For Chinese investors - who are strong buyers of US franchises these days - the cost of the license has dropped 15% over the past two years due to currency appreciation.

While this is good news for US franchisors as far as up front fees are concerned, there is a down side. Traveling to Europe and Asia Pacific for negotiations, training and support costs considerably more than two years ago.

And 36 years of international experience says the dollar will come back at least some of the way towards the exchnage rates of mid 2006.

Meanwhile, it is a peak time for US franchisors to license their business model into other countries.

The Rule Of Law: An Economic Priority Or Just Nice To Have?

March 13th, 2008

One of the basic tenants of international development has always been an evaluation of the Rule Of Law in a country as a measure of the risk of doing business in a country.

Countries with a strong Rule Of Law have been perceived to be inherently less risky for foreign investors. A strong Rule Of Law has generally meant foreign investors were treated equally to local investors. And, economists have repeatedly found that the better the rule of law, the richer the nation.

A new set of studies show that the tie of the Rule Of Law to economic growth is not as simple as previously thought, as discussed in an article in the current issue of ‘The Economist‘ magazine (see link at right).

There is an “intrinsic difficulty of defining the rule of law, combined with the problems of knowing how specific laws work in practice.” What the new studies have “not yet shown beyond doubt is that the rule of law is a precondition for economic growth everywhere.”

New definitions of the Rule Of Law are emerging, as quoted from this article:

“(1)‘Thick’ definitions treat the rule of law as the core of a just society. In this version, the concept is inextricably linked to liberty and democracy.

(2) ‘Thin’ definitions are more formal. The important things, on this account, are not democracy and morality but property rights and the efficient administration of justice. Laws must provide stability. They do not necessarily have to be moral or promote human rights.

The existence of competing definitions of something may seem fatally to undermine its usefulness.”

After discussing efforts to improve the Rule Of Law in places such as Argentina, Chile, Eastern Europe and Russia, the article concludes as follows: “the more economists find out about the rule of law, the more desirable it seems—and the more problematic as a universal economic guide.”

All that having been said, my 36 years of experience working in over 60 countries from first to fifth world, says where there is strong Rule Of Law foreign investors are much more likely to get a good return on their investment and to be able to maintain control of their brands and business than in counties with weak laws.

Investor beware!

Avoiding the Common Pitfalls of International Expansion

February 4th, 2008

Bob Nordan, Senior Consultant with the Next Step marketing and strategy consulting group based in Northern California, has written a focused and detailed analysis of why companies should Go Global and why companies often fail when they try to Go Global.

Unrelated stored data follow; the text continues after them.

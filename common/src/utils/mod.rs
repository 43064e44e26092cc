//! Utility functions and helpers.

pub mod object_id;
pub mod tags;
pub mod text;

pub use object_id::parse_object_id;
pub use tags::normalize_tags;
pub use text::not_blank;
//! 业务服务层
//!
//! Each service wraps the application `Database` and owns the queries for
//! one feature area. Handlers build a service per request.

pub mod auth;
pub mod ideas;
pub mod teams;
pub mod users;

use chrono::{SecondsFormat, Utc};
use mongodb::bson::{doc, oid::ObjectId, Document};
use mongodb::error::{ErrorKind, WriteFailure};
use mongodb::Collection;
use serde::de::DeserializeOwned;

use common::errors::AppResult;

pub use auth::AuthService;
pub use ideas::IdeaService;
pub use teams::TeamService;
pub use users::UserService;

const DUPLICATE_KEY: i32 = 11000;

/// Timestamp format stored on documents. Fixed width and UTC, so string
/// order matches time order.
pub(crate) fn now_rfc3339() -> String {
    Utc::now().to_rfc3339_opts(SecondsFormat::Millis, true)
}

/// Whether the error is a unique index violation.
pub(crate) fn is_duplicate_key(err: &mongodb::error::Error) -> bool {
    matches!(
        err.kind.as_ref(),
        ErrorKind::Write(WriteFailure::WriteError(e)) if e.code == DUPLICATE_KEY
    )
}

/// Whether a document with `_id` exists in the collection.
pub(crate) async fn exists<T>(collection: &Collection<T>, id: ObjectId) -> AppResult<bool>
where
    T: Send + Sync,
{
    Ok(collection.count_documents(doc! { "_id": id }).await? > 0)
}

/// Drains a query into a vector, converting each document.
pub(crate) async fn collect<T, U>(mut cursor: mongodb::Cursor<T>) -> AppResult<Vec<U>>
where
    T: DeserializeOwned + Send + Sync,
    U: From<T>,
{
    let mut items = Vec::new();
    while cursor.advance().await? {
        items.push(U::from(cursor.deserialize_current()?));
    }
    Ok(items)
}

/// `$set` body with `updated_at` stamped on.
pub(crate) fn stamped(mut set: Document) -> Document {
    set.insert("updated_at", now_rfc3339());
    doc! { "$set": set }
}

#[cfg(test)]
mod tests {
    use super::*;

    #[test]
    fn test_timestamps_sort_chronologically() {
        let a = now_rfc3339();
        std::thread::sleep(std::time::Duration::from_millis(2));
        let b = now_rfc3339();
        assert!(a < b);
        assert!(a.ends_with('Z'));
    }

    #[test]
    fn test_stamped_wraps_in_set() {
        let update = stamped(doc! { "name": "x" });
        let set = update.get_document("$set").unwrap();
        assert_eq!(set.get_str("name").unwrap(), "x");
        assert!(set.contains_key("updated_at"));
    }
}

Mr. Nordan says, “Many U.S. companies who are facing revenue struggles at home are being lured by the bright lights of international expansion and the vision of vast untapped markets of consumers or business buyers overseas.’

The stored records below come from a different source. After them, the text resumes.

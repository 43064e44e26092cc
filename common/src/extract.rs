//! Request extractors.

use axum::{
    extract::{FromRequest, Request},
    Json,
};
use serde::de::DeserializeOwned;
use validator::Validate;

use crate::errors::AppError;

/// JSON body that has been deserialized and validated.
///
/// Malformed JSON, missing fields, wrong types and failed `validator` rules
/// all reject with `AppError::Validation` (400 with the error envelope).
#[derive(Debug, Clone, Copy, Default)]
pub struct ValidJson<T>(pub T);

impl<T, S> FromRequest<S> for ValidJson<T>
where
    T: DeserializeOwned + Validate,
    S: Send + Sync,
{
    type Rejection = AppError;

    async fn from_request(req: Request, state: &S) -> Result<Self, Self::Rejection> {
        let Json(value) = Json::<T>::from_request(req, state).await?;
        value.validate()?;
        Ok(Self(value))
    }
}

#[cfg(test)]
mod tests {
    use super::*;
    use axum::{
        body::Body,
        http::{header, StatusCode},
        routing::post,
        Router,
    };
    use serde::Deserialize;
    use tower::ServiceExt;

    #[derive(Debug, Deserialize, Validate)]
    struct Signup {
        #[validate(length(min = 1))]
        name: String,
        age: u32,
    }

    async fn signup(ValidJson(body): ValidJson<Signup>) -> String {
        format!("{}:{}", body.name, body.age)
    }

    async fn post_json(body: &str) -> (StatusCode, serde_json::Value) {
        let app = Router::new().route("/", post(signup));
        let response = app
            .oneshot(
                Request::builder()
                    .method("POST")
                    .uri("/")
                    .header(header::CONTENT_TYPE, "application/json")
                    .body(Body::from(body.to_string()))
                    .unwrap(),
            )
            .await
            .unwrap();
        let status = response.status();
        let bytes = axum::body::to_bytes(response.into_body(), usize::MAX)
            .await
            .unwrap();
        (status, serde_json::from_slice(&bytes).unwrap_or_default())
    }

    #[tokio::test]
    async fn test_missing_field_is_400_envelope() {
        let (status, body) = post_json(r#"{"age": 3}"#).await;
        assert_eq!(status, StatusCode::BAD_REQUEST);
        assert_eq!(body["success"], false);
        assert_eq!(body["error"]["code"], "VALIDATION_ERROR");
    }

    #[tokio::test]
    async fn test_wrong_type_is_400_envelope() {
        let (status, body) = post_json(r#"{"name": "ada", "age": -1}"#).await;
        assert_eq!(status, StatusCode::BAD_REQUEST);
        assert_eq!(body["error"]["code"], "VALIDATION_ERROR");
    }

    #[tokio::test]
    async fn test_syntax_error_is_400_envelope() {
        let (status, body) = post_json("{not json").await;
        assert_eq!(status, StatusCode::BAD_REQUEST);
        assert_eq!(body["error"]["code"], "VALIDATION_ERROR");
    }

    #[tokio::test]
    async fn test_rule_failure_is_400_envelope() {
        let (status, body) = post_json(r#"{"name": "", "age": 3}"#).await;
        assert_eq!(status, StatusCode::BAD_REQUEST);
        assert_eq!(body["error"]["code"], "VALIDATION_ERROR");
    }

    #[tokio::test]
    async fn test_valid_body_passes() {
        let app = Router::new().route("/", post(signup));
        let response = app
            .oneshot(
                Request::builder()
                    .method("POST")
                    .uri("/")
                    .header(header::CONTENT_TYPE, "application/json")
                    .body(Body::from(r#"{"name": "ada", "age": 36}"#))
                    .unwrap(),
            )
            .await
            .unwrap();
        assert_eq!(response.status(), StatusCode::OK);
    }
}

He goes on to say, “Unfortunately, many will make the same mistakes and suffer the same consequences as those who have gone before - international markets are strewn with failed (first) attempts.”

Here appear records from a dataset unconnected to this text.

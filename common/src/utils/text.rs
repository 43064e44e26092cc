//! Text field validators.

use std::borrow::Cow;

use validator::ValidationError;

/// Rejects values that are empty once surrounding whitespace is trimmed.
///
/// Stored names and titles are trimmed, so a whitespace-only value would
/// otherwise pass `length(min = 1)` and be saved empty.
pub fn not_blank(value: &str) -> Result<(), ValidationError> {
    if value.trim().is_empty() {
        return Err(ValidationError::new("blank")
            .with_message(Cow::Borrowed("must not be blank")));
    }
    Ok(())
}

#[cfg(test)]
mod tests {
    use super::*;

    #[test]
    fn test_not_blank() {
        assert!(not_blank("ada").is_ok());
        assert!(not_blank("  ada ").is_ok());
        assert!(not_blank("").is_err());
        assert!(not_blank(" \t\n ").is_err());
    }
}
//! Shared building blocks for the HackMate services.
//!
//! Configuration, the error type, the JSON response envelope, middleware
//! and the document models all live here so that route code stays thin.

pub mod config;
pub mod errors;
pub mod extract;
pub mod middleware;
pub mod models;
pub mod response;
pub mod utils;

He gives a number of reasons why companies fail in their international development:

Expansion for the wrong reason
False assumptions about the nature of the international market
Underestimating the operating costs in an international market
Exporting your domestic operations to the local market
Deciding to become a global company too late
Failing to get expert advice

Mr. Nordan finishes by saying, “For international expansion, be cautious, be clear, be patient.”

This is probably the best advice I have heard on this subject in my 36 years of doing international business in over 60 countries.

Read the full text of this very important article at the link on the right side of this page.

Economic Freedom: The Key To Global Development

January 16th, 2008

Each year the Heritage Foundation and the Wall Street Journal publish the 160 country Index Of Economic Freedom rankings. The new rankings are now out.
This survey finds that the key to developing country growth is not World Bank infrastructure and education loans but good old entrepreneurship from its citizens.

Some emerging countries encourage new business growth at the grass roots. Egypt and Turkey are examples of recent rapid growth through releasing small business from bureaucracy.

Other countries stifle entrepreneurship and individuality. The low or negative economic growth rates of Venezuela and Burma are examples of this form of government control.

And some countries are improving year to year, moving up the Index of Economic Freedom, such as Vietnam and Mauritius.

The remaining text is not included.